**TASK:**
The data below is to be retyped exactly, line by line.

**SOURCE RECORDS:**
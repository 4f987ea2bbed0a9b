use serde::{Deserialize, Serialize};

use crate::utils::constants::{BACKEND_URL, DEFAULT_ASSET_PATH};

#[derive(Debug, Clone, PartialEq, Serialize, Deserialize)]
pub struct AppConfig {
    pub backend_url: String,
    /// Ruta relativa al backend desde la que se sirven las imágenes
    pub asset_path: String,
    pub enable_logging: bool,
    pub log_level: String,
    /// Imagen de cabecera del listado (solo pantallas grandes)
    pub hero_image: Option<String>,
}

impl Default for AppConfig {
    fn default() -> Self {
        Self {
            backend_url: "http://localhost:4000".to_string(),
            asset_path: DEFAULT_ASSET_PATH.to_string(),
            enable_logging: true,
            log_level: "info".to_string(),
            hero_image: None,
        }
    }
}

impl AppConfig {
    /// Carga la configuración desde variables de entorno en tiempo de compilación
    pub fn from_env() -> Self {
        Self {
            backend_url: BACKEND_URL.trim_end_matches('/').to_string(),
            asset_path: normalize_asset_path(option_env!("ASSET_PATH").unwrap_or(DEFAULT_ASSET_PATH)),
            enable_logging: option_env!("ENABLE_LOGGING")
                .unwrap_or("true").parse().unwrap_or(true),
            log_level: option_env!("LOG_LEVEL").unwrap_or("info").to_string(),
            hero_image: option_env!("HERO_IMAGE")
                .filter(|s| !s.is_empty())
                .map(|s| s.to_string()),
        }
    }

    pub fn backend_url(&self) -> &str {
        &self.backend_url
    }

    pub fn asset_path(&self) -> &str {
        &self.asset_path
    }

    /// Verifica si el modo de logging está habilitado
    pub fn is_logging_enabled(&self) -> bool {
        self.enable_logging
    }

    /// Nivel de log para wasm-logger; `info` si el valor no es válido
    pub fn log_level(&self) -> log::Level {
        self.log_level.parse().unwrap_or(log::Level::Info)
    }
}

/// Garantiza `/` inicial y ningún `/` final: `api/` -> `/api`
fn normalize_asset_path(path: &str) -> String {
    let trimmed = path.trim().trim_matches('/');
    if trimmed.is_empty() {
        String::new()
    } else {
        format!("/{}", trimmed)
    }
}

// Configuración global estática
lazy_static::lazy_static! {
    pub static ref CONFIG: AppConfig = AppConfig::from_env();
}

#[cfg(test)]
mod tests {
    use super::*;

    #[test]
    fn test_default_config() {
        let config = AppConfig::default();
        assert_eq!(config.backend_url(), "http://localhost:4000");
        assert_eq!(config.asset_path(), "/api");
        assert!(config.is_logging_enabled());
        assert_eq!(config.log_level(), log::Level::Info);
        assert!(config.hero_image.is_none());
    }

    #[test]
    fn test_invalid_log_level_falls_back_to_info() {
        let config = AppConfig {
            log_level: "verbose".to_string(),
            ..AppConfig::default()
        };
        assert_eq!(config.log_level(), log::Level::Info);

        let config = AppConfig {
            log_level: "debug".to_string(),
            ..AppConfig::default()
        };
        assert_eq!(config.log_level(), log::Level::Debug);
    }

    #[test]
    fn test_normalize_asset_path() {
        assert_eq!(normalize_asset_path("/api"), "/api");
        assert_eq!(normalize_asset_path("api/"), "/api");
        assert_eq!(normalize_asset_path("/static/img/"), "/static/img");
        assert_eq!(normalize_asset_path(""), "");
    }
}
pub mod event_store;

pub use event_store::{EventAction, EventStore, LoadStatus};
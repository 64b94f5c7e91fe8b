//! Built-in interceptors, one per source of non-determinism.

pub mod create_event;
pub mod date;
pub mod dom;
pub mod page_load;
pub mod random;
pub mod storage;
pub mod timers;
pub mod window;
pub mod xhr;

pub use create_event::CreateEventPlugin;
pub use date::DatePlugin;
pub use dom::DomPlugin;
pub use page_load::PageLoadPlugin;
pub use random::RandomPlugin;
pub use storage::StoragePlugin;
pub use timers::{TimerKind, TimerPlugin};
pub use window::WindowPlugin;
pub use xhr::XhrPlugin;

**ANSWER BELOW:**
repository 4f987ea2bbed0a9b
use serde::{Deserialize, Serialize};

use crate::utils::constants::{BACKEND_URL, DEFAULT_ASSET_PATH};

#[derive(Debug, Clone, PartialEq, Serialize, Deserialize)]
pub struct AppConfig {
    pub backend_url: String,
    /// Ruta relativa al backend desde la que se sirven las imágenes
    pub asset_path: String,
    pub enable_logging: bool,
    pub log_level: String,
    /// Imagen de cabecera del listado (solo pantallas grandes)
    pub hero_image: Option<String>,
}

impl Default for AppConfig {
    fn default() -> Self {
        Self {
            backend_url: "http://localhost:4000".to_string(),
            asset_path: DEFAULT_ASSET_PATH.to_string(),
            enable_logging: true,
            log_level: "info".to_string(),
            hero_image: None,
        }
    }
}

impl AppConfig {
    /// Carga la configuración desde variables de entorno en tiempo de compilación
    pub fn from_env() -> Self {
        Self {
            backend_url: BACKEND_URL.trim_end_matches('/').to_string(),
            asset_path: normalize_asset_path(option_env!("ASSET_PATH").unwrap_or(DEFAULT_ASSET_PATH)),
            enable_logging: option_env!("ENABLE_LOGGING")
                .unwrap_or("true").parse().unwrap_or(true),
            log_level: option_env!("LOG_LEVEL").unwrap_or("info").to_string(),
            hero_image: option_env!("HERO_IMAGE")
                .filter(|s| !s.is_empty())
                .map(|s| s.to_string()),
        }
    }

    pub fn backend_url(&self) -> &str {
        &self.backend_url
    }

    pub fn asset_path(&self) -> &str {
        &self.asset_path
    }

    /// Verifica si el modo de logging está habilitado
    pub fn is_logging_enabled(&self) -> bool {
        self.enable_logging
    }

    /// Nivel de log para wasm-logger; `info` si el valor no es válido
    pub fn log_level(&self) -> log::Level {
        self.log_level.parse().unwrap_or(log::Level::Info)
    }
}

/// Garantiza `/` inicial y ningún `/` final: `api/` -> `/api`
fn normalize_asset_path(path: &str) -> String {
    let trimmed = path.trim().trim_matches('/');
    if trimmed.is_empty() {
        String::new()
    } else {
        format!("/{}", trimmed)
    }
}

// Configuración global estática
lazy_static::lazy_static! {
    pub static ref CONFIG: AppConfig = AppConfig::from_env();
}

#[cfg(test)]
mod tests {
    use super::*;

    #[test]
    fn test_default_config() {
        let config = AppConfig::default();
        assert_eq!(config.backend_url(), "http://localhost:4000");
        assert_eq!(config.asset_path(), "/api");
        assert!(config.is_logging_enabled());
        assert_eq!(config.log_level(), log::Level::Info);
        assert!(config.hero_image.is_none());
    }

    #[test]
    fn test_invalid_log_level_falls_back_to_info() {
        let config = AppConfig {
            log_level: "verbose".to_string(),
            ..AppConfig::default()
        };
        assert_eq!(config.log_level(), log::Level::Info);

        let config = AppConfig {
            log_level: "debug".to_string(),
            ..AppConfig::default()
        };
        assert_eq!(config.log_level(), log::Level::Debug);
    }

    #[test]
    fn test_normalize_asset_path() {
        assert_eq!(normalize_asset_path("/api"), "/api");
        assert_eq!(normalize_asset_path("api/"), "/api");
        assert_eq!(normalize_asset_path("/static/img/"), "/static/img");
        assert_eq!(normalize_asset_path(""), "");
    }
}
pub mod event_store;

pub use event_store::{EventAction, EventStore, LoadStatus};
repository 64b94f5c7e91fe8b
//! Built-in interceptors, one per source of non-determinism.

pub mod create_event;
pub mod date;
pub mod dom;
pub mod page_load;
pub mod random;
pub mod storage;
pub mod timers;
pub mod window;
pub mod xhr;

pub use create_event::CreateEventPlugin;
pub use date::DatePlugin;
pub use dom::DomPlugin;
pub use page_load::PageLoadPlugin;
pub use random::RandomPlugin;
pub use storage::StoragePlugin;
pub use timers::{TimerKind, TimerPlugin};
pub use window::WindowPlugin;
pub use xhr::XhrPlugin;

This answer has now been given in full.